WHAT IS REQUIRED
Every line below must be given again exactly.
+--
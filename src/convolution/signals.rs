//! convolution::signals — small helpers on raw stimulus/response arrays.
//!
//! Purpose
//! -------
//! Hold the per-sample transformations shared by the assembler and the
//! standard-error layer: lifting a 1-D stimulus to one channel, building the
//! observation weights `w[t]`, and zero-filling unobserved responses so they
//! never propagate NaN into sums.
//!
//! Conventions
//! -----------
//! - `w[t] = 0` exactly when `r[t]` is NaN, else `1`.
//! - Zero-filled responses are only ever multiplied by `w[t]`-masked terms;
//!   the zero is a placeholder, not an observation.
use ndarray::{Array1, ArrayView1, ArrayView2, Axis};

/// View a 1-D series as a `T × 1` stimulus.
///
/// Examples
/// --------
/// ```rust
/// # use ndarray::array;
/// # use rust_convkernel::convolution::signals::as_single_channel;
/// let s = array![1.0, 2.0, 3.0];
/// assert_eq!(as_single_channel(s.view()).dim(), (3, 1));
/// ```
pub fn as_single_channel(series: ArrayView1<'_, f64>) -> ArrayView2<'_, f64> {
    series.insert_axis(Axis(1))
}

/// Observation weights: 0 for NaN responses, 1 otherwise.
pub fn observation_weights(response: ArrayView1<'_, f64>) -> Array1<f64> {
    response.mapv(|r| if r.is_nan() { 0.0 } else { 1.0 })
}

/// Copy of the response with NaN entries replaced by zero.
pub fn zero_filled(response: ArrayView1<'_, f64>) -> Array1<f64> {
    response.mapv(|r| if r.is_nan() { 0.0 } else { r })
}

/// Number of observed (non-NaN) response samples.
pub fn count_observed(response: ArrayView1<'_, f64>) -> usize {
    response.iter().filter(|r| !r.is_nan()).count()
}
+--
WORKED SOLUTION
filename src/convolution/signals.rs
//! convolution::signals — small helpers on raw stimulus/response arrays.
//!
//! Purpose
//! -------
//! Hold the per-sample transformations shared by the assembler and the
//! standard-error layer: lifting a 1-D stimulus to one channel, building the
//! observation weights `w[t]`, and zero-filling unobserved responses so they
//! never propagate NaN into sums.
//!
//! Conventions
//! -----------
//! - `w[t] = 0` exactly when `r[t]` is NaN, else `1`.
//! - Zero-filled responses are only ever multiplied by `w[t]`-masked terms;
//!   the zero is a placeholder, not an observation.
use ndarray::{Array1, ArrayView1, ArrayView2, Axis};

/// View a 1-D series as a `T × 1` stimulus.
///
/// Examples
/// --------
/// ```rust
/// # use ndarray::array;
/// # use rust_convkernel::convolution::signals::as_single_channel;
/// let s = array![1.0, 2.0, 3.0];
/// assert_eq!(as_single_channel(s.view()).dim(), (3, 1));
/// ```
pub fn as_single_channel(series: ArrayView1<'_, f64>) -> ArrayView2<'_, f64> {
    series.insert_axis(Axis(1))
}

/// Observation weights: 0 for NaN responses, 1 otherwise.
pub fn observation_weights(response: ArrayView1<'_, f64>) -> Array1<f64> {
    response.mapv(|r| if r.is_nan() { 0.0 } else { 1.0 })
}

/// Copy of the response with NaN entries replaced by zero.
pub fn zero_filled(response: ArrayView1<'_, f64>) -> Array1<f64> {
    response.mapv(|r| if r.is_nan() { 0.0 } else { r })
}

/// Number of observed (non-NaN) response samples.
pub fn count_observed(response: ArrayView1<'_, f64>) -> usize {
    response.iter().filter(|r| !r.is_nan()).count()
}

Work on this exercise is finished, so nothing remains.